[Opening DATA TO EXAMINE section]

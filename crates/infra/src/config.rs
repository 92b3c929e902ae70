use chrono::Duration;
use chrono_tz::Tz;
use passgate_domain::{
    default_reminder_bands, parse_role_list, AdmissionPolicy, DispatchProfile, ReminderBand, Role,
};
use std::str::FromStr;
use tracing::{info, warn};

#[derive(Debug, Clone)]
pub struct Config {
    /// Port for the application to run on
    pub port: usize,
    /// Zone used for cron schedules and for dates shown to people
    pub timezone: Tz,
    /// Roles that only have to respect an event's own registration deadline
    pub baseline_roles: Vec<Role>,
    /// How long before an event starts registration closes for every role
    /// that is not a baseline role. There is no sensible default for this,
    /// when it is missing only the registration deadline applies.
    pub privileged_registration_cutoff: Option<Duration>,
    /// Roles that never get a pass automatically on registration
    pub pass_excluded_roles: Vec<Role>,
    pub dispatch_profiles: Vec<DispatchProfile>,
    /// Upper bound for one channel delivery inside a dispatch cycle
    pub dispatch_delivery_timeout: std::time::Duration,
    pub reminder_poll_interval: std::time::Duration,
    /// How far ahead the reminder scheduler looks for starting events.
    /// Has to cover the earliest edge of every reminder band.
    pub reminder_lookahead: Duration,
    pub reminder_bands: Vec<ReminderBand>,
    pub club_owner_reminder_schedule: String,
    pub chat: ChatConfig,
    pub smtp: SmtpConfig,
}

#[derive(Debug, Clone)]
pub struct ChatConfig {
    pub api_url: String,
    pub bot_token: String,
}

#[derive(Debug, Clone)]
pub struct SmtpConfig {
    pub host: String,
    pub port: u16,
    pub username: String,
    pub password: String,
    pub from: String,
}

fn env_or(key: &str, default: &str) -> String {
    std::env::var(key).unwrap_or_else(|_| default.to_string())
}

/// Parses the env var `key`, logging and falling back to `default` when it
/// is missing or malformed
fn parse_env<T: FromStr + std::fmt::Display>(key: &str, default: T) -> T {
    match std::env::var(key) {
        Ok(raw) => match raw.trim().parse::<T>() {
            Ok(value) => value,
            Err(_) => {
                warn!(
                    "The given {}: {} is not valid, falling back to the default: {}.",
                    key, raw, default
                );
                default
            }
        },
        Err(_) => default,
    }
}

const DEFAULT_REMINDER_POLL_INTERVAL: std::time::Duration = std::time::Duration::from_secs(60);
const DEFAULT_REMINDER_LOOKAHEAD_HOURS: i64 = 25;

/// Keeps the reminder poll interval and look-ahead consistent with `bands`.
///
/// The poll interval has to be non zero and shorter than the narrowest band,
/// otherwise a band can pass between two polls. The look-ahead has to reach
/// the latest edge of every band, otherwise those reminders are never due.
/// Invalid values are logged and replaced.
fn checked_reminder_timing(
    poll_interval: std::time::Duration,
    lookahead: Duration,
    bands: &[ReminderBand],
) -> (std::time::Duration, Duration) {
    let narrowest_band = bands.iter().filter_map(|b| b.width.to_std().ok()).min();
    let poll_interval = match narrowest_band {
        _ if poll_interval.is_zero() => {
            warn!(
                "The given REMINDER_POLL_INTERVAL_SECS is zero, falling back to the default: {:?}.",
                DEFAULT_REMINDER_POLL_INTERVAL
            );
            DEFAULT_REMINDER_POLL_INTERVAL
        }
        Some(width) if poll_interval >= width => {
            let fallback = std::cmp::min(DEFAULT_REMINDER_POLL_INTERVAL, width / 5);
            warn!(
                "The given reminder poll interval: {:?} is not shorter than the narrowest reminder band: {:?}, falling back to: {:?}.",
                poll_interval, width, fallback
            );
            fallback
        }
        _ => poll_interval,
    };

    let latest_edge = bands.iter().map(|b| b.latest()).max();
    let lookahead = match latest_edge {
        Some(edge) if lookahead < edge => {
            let fallback = std::cmp::max(Duration::hours(DEFAULT_REMINDER_LOOKAHEAD_HOURS), edge);
            warn!(
                "The given REMINDER_LOOKAHEAD_HOURS: {}h does not cover the latest reminder band edge: {}min, falling back to: {}h.",
                lookahead.num_hours(),
                edge.num_minutes(),
                fallback.num_hours()
            );
            fallback
        }
        _ => lookahead,
    };

    (poll_interval, lookahead)
}

fn default_dispatch_profiles(recipient_emails: &[String], chat_channel_id: Option<i64>) -> Vec<DispatchProfile> {
    vec![
        DispatchProfile {
            name: "weekday".into(),
            recipient_emails: recipient_emails.to_vec(),
            chat_channel_id,
            active: true,
            schedule: "0 0 16 * * Mon-Fri".into(),
        },
        DispatchProfile {
            name: "weekend".into(),
            recipient_emails: recipient_emails.to_vec(),
            chat_channel_id,
            active: true,
            schedule: "0 0 12 * * Sat".into(),
        },
    ]
}

impl Config {
    pub fn new() -> Self {
        let port = parse_env("PORT", 5000usize);

        let timezone = match std::env::var("TIMEZONE") {
            Ok(raw) => match raw.parse::<Tz>() {
                Ok(tz) => tz,
                Err(_) => {
                    warn!(
                        "The given TIMEZONE: {} is not a valid IANA zone, falling back to UTC.",
                        raw
                    );
                    Tz::UTC
                }
            },
            Err(_) => Tz::UTC,
        };

        let baseline_roles = parse_role_list(&env_or("BASELINE_ROLES", "student"));
        let privileged_registration_cutoff =
            match std::env::var("PRIVILEGED_REGISTRATION_CUTOFF_MINUTES") {
                Ok(raw) => match raw.trim().parse::<i64>() {
                    Ok(minutes) if minutes >= 0 => Some(Duration::minutes(minutes)),
                    _ => {
                        warn!(
                            "The given PRIVILEGED_REGISTRATION_CUTOFF_MINUTES: {} is not valid, only registration deadlines will apply.",
                            raw
                        );
                        None
                    }
                },
                Err(_) => {
                    warn!("Did not find PRIVILEGED_REGISTRATION_CUTOFF_MINUTES environment variable. Only registration deadlines will apply.");
                    None
                }
            };
        let pass_excluded_roles = parse_role_list(&env_or("PASS_EXCLUDED_ROLES", ""));

        let pass_emails = env_or("PASS_EMAILS", "")
            .split(',')
            .map(|email| email.trim().to_string())
            .filter(|email| !email.is_empty())
            .collect::<Vec<_>>();
        let pass_chat_id = match std::env::var("PASS_CHAT_ID") {
            Ok(raw) => match raw.trim().parse::<i64>() {
                Ok(id) => Some(id),
                Err(_) => {
                    warn!("The given PASS_CHAT_ID: {} is not a valid chat id, ignoring it.", raw);
                    None
                }
            },
            Err(_) => None,
        };
        let dispatch_profiles = match std::env::var("PASS_DISPATCH_PROFILES") {
            Ok(raw) => match serde_json::from_str::<Vec<DispatchProfile>>(&raw) {
                Ok(profiles) => profiles,
                Err(e) => {
                    warn!(
                        "The given PASS_DISPATCH_PROFILES could not be parsed: {}, falling back to the default profiles.",
                        e
                    );
                    default_dispatch_profiles(&pass_emails, pass_chat_id)
                }
            },
            Err(_) => default_dispatch_profiles(&pass_emails, pass_chat_id),
        };
        info!(
            "Loaded {} pass dispatch profiles: {:?}",
            dispatch_profiles.len(),
            dispatch_profiles.iter().map(|p| &p.name).collect::<Vec<_>>()
        );

        let dispatch_delivery_timeout =
            std::time::Duration::from_secs(parse_env("DISPATCH_DELIVERY_TIMEOUT_SECS", 300u64));
        let reminder_bands = default_reminder_bands();
        let (reminder_poll_interval, reminder_lookahead) = checked_reminder_timing(
            std::time::Duration::from_secs(parse_env(
                "REMINDER_POLL_INTERVAL_SECS",
                DEFAULT_REMINDER_POLL_INTERVAL.as_secs(),
            )),
            Duration::hours(parse_env(
                "REMINDER_LOOKAHEAD_HOURS",
                DEFAULT_REMINDER_LOOKAHEAD_HOURS,
            )),
            &reminder_bands,
        );

        let chat = ChatConfig {
            api_url: env_or("CHAT_API_URL", "https://api.telegram.org"),
            bot_token: env_or("CHAT_BOT_TOKEN", ""),
        };
        if chat.bot_token.is_empty() {
            warn!("Did not find CHAT_BOT_TOKEN environment variable. Chat deliveries will fail.");
        }
        let smtp = SmtpConfig {
            host: env_or("SMTP_HOST", "localhost"),
            port: parse_env("SMTP_PORT", 587u16),
            username: env_or("SMTP_USERNAME", ""),
            password: env_or("SMTP_PASSWORD", ""),
            from: env_or("SMTP_FROM", ""),
        };

        Self {
            port,
            timezone,
            baseline_roles,
            privileged_registration_cutoff,
            pass_excluded_roles,
            dispatch_profiles,
            dispatch_delivery_timeout,
            reminder_poll_interval,
            reminder_lookahead,
            reminder_bands,
            club_owner_reminder_schedule: env_or("CLUB_OWNER_REMINDER_SCHEDULE", "0 0 16 * * Fri"),
            chat,
            smtp,
        }
    }

    pub fn admission_policy(&self) -> AdmissionPolicy {
        AdmissionPolicy {
            baseline_roles: self.baseline_roles.clone(),
            extended_cutoff: self.privileged_registration_cutoff,
        }
    }

    pub fn is_pass_excluded(&self, role: &Role) -> bool {
        self.pass_excluded_roles.iter().any(|r| r == role)
    }
}

impl Default for Config {
    fn default() -> Self {
        Self::new()
    }
}

#[cfg(test)]
mod tests {
    use super::*;

    #[test]
    fn default_profiles_share_recipients() {
        let profiles = default_dispatch_profiles(&["ops@club.org".to_string()], Some(-100));
        assert_eq!(profiles.len(), 2);
        assert!(profiles.iter().all(|p| p.active));
        assert!(profiles
            .iter()
            .all(|p| p.recipient_emails == vec!["ops@club.org".to_string()]));
        assert_eq!(profiles[0].schedule, "0 0 16 * * Mon-Fri");
        assert_eq!(profiles[1].schedule, "0 0 12 * * Sat");
    }

    #[test]
    fn zero_poll_interval_falls_back_to_default() {
        let (poll, _) = checked_reminder_timing(
            std::time::Duration::ZERO,
            Duration::hours(25),
            &default_reminder_bands(),
        );
        assert_eq!(poll, DEFAULT_REMINDER_POLL_INTERVAL);
    }

    #[test]
    fn poll_interval_has_to_be_shorter_than_narrowest_band() {
        let bands = default_reminder_bands();
        let (poll, _) =
            checked_reminder_timing(std::time::Duration::from_secs(300), Duration::hours(25), &bands);
        assert_eq!(poll, DEFAULT_REMINDER_POLL_INTERVAL);

        let (poll, _) =
            checked_reminder_timing(std::time::Duration::from_secs(30), Duration::hours(25), &bands);
        assert_eq!(poll, std::time::Duration::from_secs(30));

        // Fallback stays below a band narrower than the default interval
        let mut narrow = ReminderBand::hour_before();
        narrow.width = Duration::seconds(100);
        let (poll, _) = checked_reminder_timing(
            std::time::Duration::from_secs(120),
            Duration::hours(25),
            &[narrow],
        );
        assert_eq!(poll, std::time::Duration::from_secs(20));
    }

    #[test]
    fn lookahead_has_to_cover_latest_band_edge() {
        let bands = default_reminder_bands();
        let poll = std::time::Duration::from_secs(60);

        let (_, lookahead) = checked_reminder_timing(poll, Duration::hours(24), &bands);
        assert_eq!(lookahead, Duration::hours(25));
        assert!(bands.iter().all(|b| b.latest() <= lookahead));

        let (_, lookahead) = checked_reminder_timing(poll, Duration::hours(30), &bands);
        assert_eq!(lookahead, Duration::hours(30));

        let mut far = ReminderBand::day_before();
        far.offset = Duration::hours(48);
        let (_, lookahead) = checked_reminder_timing(poll, Duration::hours(25), &[far.clone()]);
        assert_eq!(lookahead, far.latest());
    }

    #[test]
    fn excluded_roles_are_matched_case_insensitive() {
        let mut config = Config::new();
        config.pass_excluded_roles = parse_role_list("Staff, guest");
        assert!(config.is_pass_excluded(&Role::new("staff")));
        assert!(!config.is_pass_excluded(&Role::new("student")));
    }
}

[Closing DATA TO EXAMINE section]

__ABOUT THIS EXERCISE__:
Show every line above where "missing" is found.

__RESULT FOR THIS EXERCISE__:
    /// when it is missing only the registration deadline applies.
/// is missing or malformed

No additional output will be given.